Перемирие на время приостановки переговоров распространялось только на Смоленск и округу. В других местах военные действия продолжались. Польские войска осадили Невель и только после неудачного штурма в ночь на 19 июля отошли от города и «пошли войной в Луцкой и в Торопецкой уезды». Опасность угрожала двум главным остававшимся опорным пунктам царского войска в Полоцке и Витебске. Поэтому в августе 1664 года по приказу боярина князя Юрия Алексеевича Долгорукого во многие литовские поветы, лежавшие от Днепра до Березины, вокруг Копыси, Шклова, Могилева, Быхова, Борисова и Бобруйска, отправился карательный отряд во главе с князем Юрием Никитичем Барятинским.
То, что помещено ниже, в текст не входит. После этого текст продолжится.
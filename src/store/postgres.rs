//! `sqlx`-backed `Store` implementation.
//!
//! Grounded on `cowprotocol-services`' `crates/database/src/auction_prices.rs`
//! (hand-written `FromRow` row mapper, explicit `sqlx::query`/`query_as`)
//! and `crates/autopilot/src/database.rs` (`Postgres(pub PgPool)` wrapper).
//! No ORM: every query here is hand-written SQL.

use super::{ActivePair, Store, TimeSeriesTable};
use crate::error::CollectError;
use crate::types::{
    Capability, Dex, DexType, DexVersion, GasPriceHistory, LiquidityDepth, PairReserve,
    PriceRecord, SwapDirection, Token, TradingPair,
};
use alloy::primitives::Address;
use async_trait::async_trait;
use chrono::{DateTime, Utc};
use rust_decimal::Decimal;
use sqlx::{postgres::PgPoolOptions, PgPool, Row};
use std::collections::HashSet;

/// Rows are written in chunks of this size per transaction (§4.6 step 5).
const BATCH_CHUNK: usize = 1_000;

pub struct PostgresStore {
    pool: PgPool,
}

impl PostgresStore {
    pub async fn connect(database_url: &str, max_open: u32, max_idle: u32) -> anyhow::Result<Self> {
        let pool = PgPoolOptions::new()
            .max_connections(max_open)
            .min_connections(max_idle)
            .connect(database_url)
            .await?;
        Ok(Self { pool })
    }

    pub async fn migrate(&self) -> anyhow::Result<()> {
        sqlx::migrate!("./migrations").run(&self.pool).await?;
        Ok(())
    }

    fn parse_address(raw: &str) -> Result<Address, CollectError> {
        raw.parse().map_err(|e| CollectError::Decode(format!("bad address {raw}: {e}")))
    }
}

fn dex_type_to_str(t: DexType) -> &'static str {
    match t {
        DexType::Amm => "amm",
        DexType::Stableswap => "stableswap",
        DexType::Aggregator => "aggregator",
        DexType::Orderbook => "orderbook",
        DexType::Hybrid => "hybrid",
    }
}

fn dex_type_from_str(s: &str) -> DexType {
    match s {
        "stableswap" => DexType::Stableswap,
        "aggregator" => DexType::Aggregator,
        "orderbook" => DexType::Orderbook,
        "hybrid" => DexType::Hybrid,
        _ => DexType::Amm,
    }
}

fn version_to_str(v: Option<DexVersion>) -> Option<&'static str> {
    match v {
        Some(DexVersion::V2) => Some("v2"),
        Some(DexVersion::V3) => Some("v3"),
        None => None,
    }
}

fn version_from_str(s: Option<&str>) -> Option<DexVersion> {
    match s {
        Some("v2") => Some(DexVersion::V2),
        Some("v3") => Some(DexVersion::V3),
        _ => None,
    }
}

fn capability_to_str(c: Capability) -> &'static str {
    match c {
        Capability::FlashLoan => "flash_loan",
        Capability::MultiHop => "multi_hop",
        Capability::V3Ticks => "v3_ticks",
        Capability::DynamicFee => "dynamic_fee",
    }
}

fn capability_from_str(s: &str) -> Option<Capability> {
    match s {
        "flash_loan" => Some(Capability::FlashLoan),
        "multi_hop" => Some(Capability::MultiHop),
        "v3_ticks" => Some(Capability::V3Ticks),
        "dynamic_fee" => Some(Capability::DynamicFee),
        _ => None,
    }
}

#[async_trait]
impl Store for PostgresStore {
    async fn upsert_token(&self, token: &Token) -> Result<i64, CollectError> {
        let id: i64 = sqlx::query_scalar(
            r#"
            INSERT INTO tokens (address, symbol, name, decimals, chain_id, is_active)
            VALUES ($1, $2, $3, $4, $5, $6)
            ON CONFLICT (chain_id, address) DO UPDATE SET
                symbol = EXCLUDED.symbol,
                name = EXCLUDED.name,
                decimals = EXCLUDED.decimals,
                is_active = EXCLUDED.is_active
            RETURNING id
            "#,
        )
        .bind(token.address.to_string())
        .bind(&token.symbol)
        .bind(&token.name)
        .bind(token.decimals as i16)
        .bind(token.chain_id as i64)
        .bind(token.is_active)
        .fetch_one(&self.pool)
        .await?;
        Ok(id)
    }

    async fn upsert_dex(&self, dex: &Dex) -> Result<i64, CollectError> {
        let capabilities: Vec<&'static str> = dex.capabilities.iter().copied().map(capability_to_str).collect();
        let id: i64 = sqlx::query_scalar(
            r#"
            INSERT INTO dexes (name, protocol_tag, dex_type, router_address, factory_address,
                quoter_address, fee_bps, fee_tier, version, chain_id, priority, capabilities)
            VALUES ($1, $2, $3, $4, $5, $6, $7, $8, $9, $10, $11, $12)
            ON CONFLICT (chain_id, name) DO UPDATE SET
                protocol_tag = EXCLUDED.protocol_tag,
                dex_type = EXCLUDED.dex_type,
                router_address = EXCLUDED.router_address,
                factory_address = EXCLUDED.factory_address,
                quoter_address = EXCLUDED.quoter_address,
                fee_bps = EXCLUDED.fee_bps,
                fee_tier = EXCLUDED.fee_tier,
                version = EXCLUDED.version,
                priority = EXCLUDED.priority,
                capabilities = EXCLUDED.capabilities
            RETURNING id
            "#,
        )
        .bind(&dex.name)
        .bind(&dex.protocol_tag)
        .bind(dex_type_to_str(dex.dex_type))
        .bind(dex.router_address.to_string())
        .bind(dex.factory_address.to_string())
        .bind(dex.quoter_address.map(|a| a.to_string()))
        .bind(dex.fee_bps as i32)
        .bind(dex.fee_tier.map(|f| f as i32))
        .bind(version_to_str(dex.version))
        .bind(dex.chain_id as i64)
        .bind(dex.priority)
        .bind(&capabilities)
        .fetch_one(&self.pool)
        .await?;
        Ok(id)
    }

    async fn select_active_pairs(&self) -> Result<Vec<ActivePair>, CollectError> {
        let rows = sqlx::query(
            r#"
            SELECT
                tp.id, tp.dex_id, tp.token0_id, tp.token1_id, tp.token0_address, tp.token1_address,
                tp.token0_decimals, tp.token1_decimals, tp.pair_address, tp.fee_tier, tp.is_active,
                d.name AS dex_name, d.protocol_tag, d.dex_type, d.router_address, d.factory_address,
                d.quoter_address, d.fee_bps, d.fee_tier AS dex_fee_tier, d.version, d.chain_id,
                d.priority, d.capabilities
            FROM trading_pairs tp
            JOIN dexes d ON d.id = tp.dex_id
            WHERE tp.is_active
            "#,
        )
        .fetch_all(&self.pool)
        .await?;

        let mut pairs = Vec::with_capacity(rows.len());
        for row in rows {
            let token0_address: String = row.try_get("token0_address")?;
            let token1_address: String = row.try_get("token1_address")?;
            let pair_address: String = row.try_get("pair_address")?;
            let pair = TradingPair {
                id: row.try_get("id")?,
                dex_id: row.try_get("dex_id")?,
                token0_id: row.try_get("token0_id")?,
                token1_id: row.try_get("token1_id")?,
                token0_address: PostgresStore::parse_address(&token0_address)?,
                token1_address: PostgresStore::parse_address(&token1_address)?,
                token0_decimals: row.try_get::<i16, _>("token0_decimals")? as u8,
                token1_decimals: row.try_get::<i16, _>("token1_decimals")? as u8,
                pair_address: PostgresStore::parse_address(&pair_address)?,
                fee_tier: row.try_get::<Option<i32>, _>("fee_tier")?.map(|f| f as u32),
                is_active: row.try_get("is_active")?,
            };

            let router_address: String = row.try_get("router_address")?;
            let factory_address: String = row.try_get("factory_address")?;
            let quoter_address: Option<String> = row.try_get("quoter_address")?;
            let capabilities: Vec<String> = row.try_get("capabilities")?;
            let dex = Dex {
                id: row.try_get("dex_id")?,
                name: row.try_get("dex_name")?,
                protocol_tag: row.try_get("protocol_tag")?,
                dex_type: dex_type_from_str(row.try_get::<String, _>("dex_type")?.as_str()),
                router_address: PostgresStore::parse_address(&router_address)?,
                factory_address: PostgresStore::parse_address(&factory_address)?,
                quoter_address: quoter_address.map(|a| PostgresStore::parse_address(&a)).transpose()?,
                fee_bps: row.try_get::<i32, _>("fee_bps")? as u32,
                fee_tier: row.try_get::<Option<i32>, _>("dex_fee_tier")?.map(|f| f as u32),
                version: version_from_str(row.try_get::<Option<String>, _>("version")?.as_deref()),
                chain_id: row.try_get::<i64, _>("chain_id")? as u64,
                priority: row.try_get("priority")?,
                capabilities: capabilities.iter().filter_map(|c| capability_from_str(c)).collect::<HashSet<_>>(),
            };

            pairs.push(ActivePair { pair, dex });
        }
        Ok(pairs)
    }

    async fn insert_tick_batch(
        &self,
        reserves: &[PairReserve],
        prices: &[PriceRecord],
    ) -> Result<(), CollectError> {
        let mut tx = self.pool.begin().await?;

        for chunk in reserves.chunks(BATCH_CHUNK) {
            for r in chunk {
                sqlx::query(
                    "INSERT INTO pair_reserves (pair_id, reserve0, reserve1, block_number, timestamp) VALUES ($1, $2, $3, $4, $5)",
                )
                .bind(r.pair_id)
                .bind(&r.reserve0)
                .bind(&r.reserve1)
                .bind(r.block_number as i64)
                .bind(r.timestamp)
                .execute(&mut *tx)
                .await?;
            }
        }

        for chunk in prices.chunks(BATCH_CHUNK) {
            for p in chunk {
                sqlx::query(
                    r#"
                    INSERT INTO price_records
                        (pair_id, price, inverse_price, reserve0, reserve1, block_number, timestamp,
                         sqrt_price_x96, tick, liquidity)
                    VALUES ($1, $2, $3, $4, $5, $6, $7, $8, $9, $10)
                    "#,
                )
                .bind(p.pair_id)
                .bind(p.price)
                .bind(p.inverse_price)
                .bind(&p.reserve0)
                .bind(&p.reserve1)
                .bind(p.block_number as i64)
                .bind(p.timestamp)
                .bind(&p.sqrt_price_x96)
                .bind(p.tick)
                .bind(&p.liquidity)
                .execute(&mut *tx)
                .await?;
            }
        }

        tx.commit().await?;
        Ok(())
    }

    async fn insert_depth_batch(&self, depths: &[LiquidityDepth]) -> Result<(), CollectError> {
        let mut tx = self.pool.begin().await?;
        for chunk in depths.chunks(BATCH_CHUNK) {
            for d in chunk {
                let direction = match d.direction {
                    SwapDirection::Token0ToToken1 => "token0_to_token1",
                    SwapDirection::Token1ToToken0 => "token1_to_token0",
                };
                sqlx::query(
                    r#"
                    INSERT INTO liquidity_depths
                        (pair_id, direction, amount_in, amount_out, price_impact_bps, block_number, timestamp)
                    VALUES ($1, $2, $3, $4, $5, $6, $7)
                    "#,
                )
                .bind(d.pair_id)
                .bind(direction)
                .bind(&d.amount_in)
                .bind(&d.amount_out)
                .bind(d.price_impact_bps)
                .bind(d.block_number as i64)
                .bind(d.timestamp)
                .execute(&mut *tx)
                .await?;
            }
        }
        tx.commit().await?;
        Ok(())
    }

    async fn insert_gas_price(&self, row: &GasPriceHistory) -> Result<(), CollectError> {
        sqlx::query(
            r#"
            INSERT INTO gas_price_history
                (gas_price, base_fee, priority_fee, max_fee, fast_price, standard_price, slow_price,
                 pending_tx_count, network_load, block_number, timestamp)
            VALUES ($1, $2, $3, $4, $5, $6, $7, $8, $9, $10, $11)
            "#,
        )
        .bind(&row.gas_price)
        .bind(&row.base_fee)
        .bind(&row.priority_fee)
        .bind(&row.max_fee)
        .bind(&row.fast_price)
        .bind(&row.standard_price)
        .bind(&row.slow_price)
        .bind(row.pending_tx_count.map(|v| v as i64))
        .bind(row.network_load.to_string())
        .bind(row.block_number as i64)
        .bind(row.timestamp)
        .execute(&self.pool)
        .await?;
        Ok(())
    }

    async fn delete_older_than(
        &self,
        table: TimeSeriesTable,
        cutoff: DateTime<Utc>,
        batch_size: i64,
    ) -> Result<u64, CollectError> {
        let sql = format!(
            "DELETE FROM {} WHERE ctid IN (SELECT ctid FROM {} WHERE timestamp < $1 LIMIT $2)",
            table.table_name(),
            table.table_name()
        );
        let mut total = 0u64;
        loop {
            let result = sqlx::query(&sql)
                .bind(cutoff)
                .bind(batch_size)
                .execute(&self.pool)
                .await?;
            let affected = result.rows_affected();
            total += affected;
            if affected < batch_size as u64 {
                break;
            }
        }
        Ok(total)
    }

    async fn select_latest_price_per_pair(&self) -> Result<Vec<PriceRecord>, CollectError> {
        let rows = sqlx::query(
            r#"
            SELECT DISTINCT ON (pair_id)
                pair_id, price, inverse_price, reserve0, reserve1, block_number, timestamp,
                sqrt_price_x96, tick, liquidity
            FROM price_records
            ORDER BY pair_id, timestamp DESC
            "#,
        )
        .fetch_all(&self.pool)
        .await?;

        let mut out = Vec::with_capacity(rows.len());
        for row in rows {
            out.push(PriceRecord {
                pair_id: row.try_get("pair_id")?,
                price: row.try_get::<Decimal, _>("price")?,
                inverse_price: row.try_get::<Decimal, _>("inverse_price")?,
                reserve0: row.try_get("reserve0")?,
                reserve1: row.try_get("reserve1")?,
                block_number: row.try_get::<i64, _>("block_number")? as u64,
                timestamp: row.try_get("timestamp")?,
                sqrt_price_x96: row.try_get("sqrt_price_x96")?,
                tick: row.try_get("tick")?,
                liquidity: row.try_get("liquidity")?,
            });
        }
        Ok(out)
    }
}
Легкая конница прошлась маршем, уничтожая и разоряя владения сопротивлявшейся литовской шляхты. Посланец царя, присланный из Тайного приказа, прямо требовал от князя Долгорукого: «чтоб промыслом польским и литовским людем дать страх и тем их к миру привести». Но продолжать давление было опасно, так как в Литве собирались силы для новой войны с царскими войсками. До больших столкновений дело так и не дошло, в итоге обе стороны договорились отложить переговоры до июня следующего, 1665 года{570}.
В Речи Посполитой в конце 1664 года открывался очередной сейм, и там назревал еще один знаменитый «рокот» во главе с защитником шляхетских прав гетманом польным коронным Ежи Любомирским, выступившим против стремления короля Яна Казимира к расширению прав своей власти и утверждению преемником короля на польском престоле французского принца Конде. В таких условиях переговоры с представителями царя Алексея Михайловича становились еще одним инструментом политической борьбы между королем и шляхтой. Как покажут события, царские дипломаты тоже попытались использовать внутренний конфликт или, по словам профессора Збигнева Вуйцика, «трагическую ситуацию в Польше», в своих целях. Дело доходило даже до переговоров с представителем Ежи Любомирского в Москве в Тайном приказе (секретность их была настолько высока, что представителя рокошан отпускали из Москвы «в ночи»). Открытие «рокоша» в мае 1665 года заставило короля Яна Казимира мобилизовать все имевшиеся в его распоряжении силы, включая те, что были задействованы на Украине. Верные королю войска оставили борьбу с казаками и поспешили ему на выручку. Вместе с ними во Львов вынужден был уйти под давлением повстанцев, недовольных союзом с поляками, и гетман Правобережья Павел Тетеря. Казаки Правобережья выбрали другого гетмана — Петра Дорошенко, опиравшегося на покровительство турецкого султана.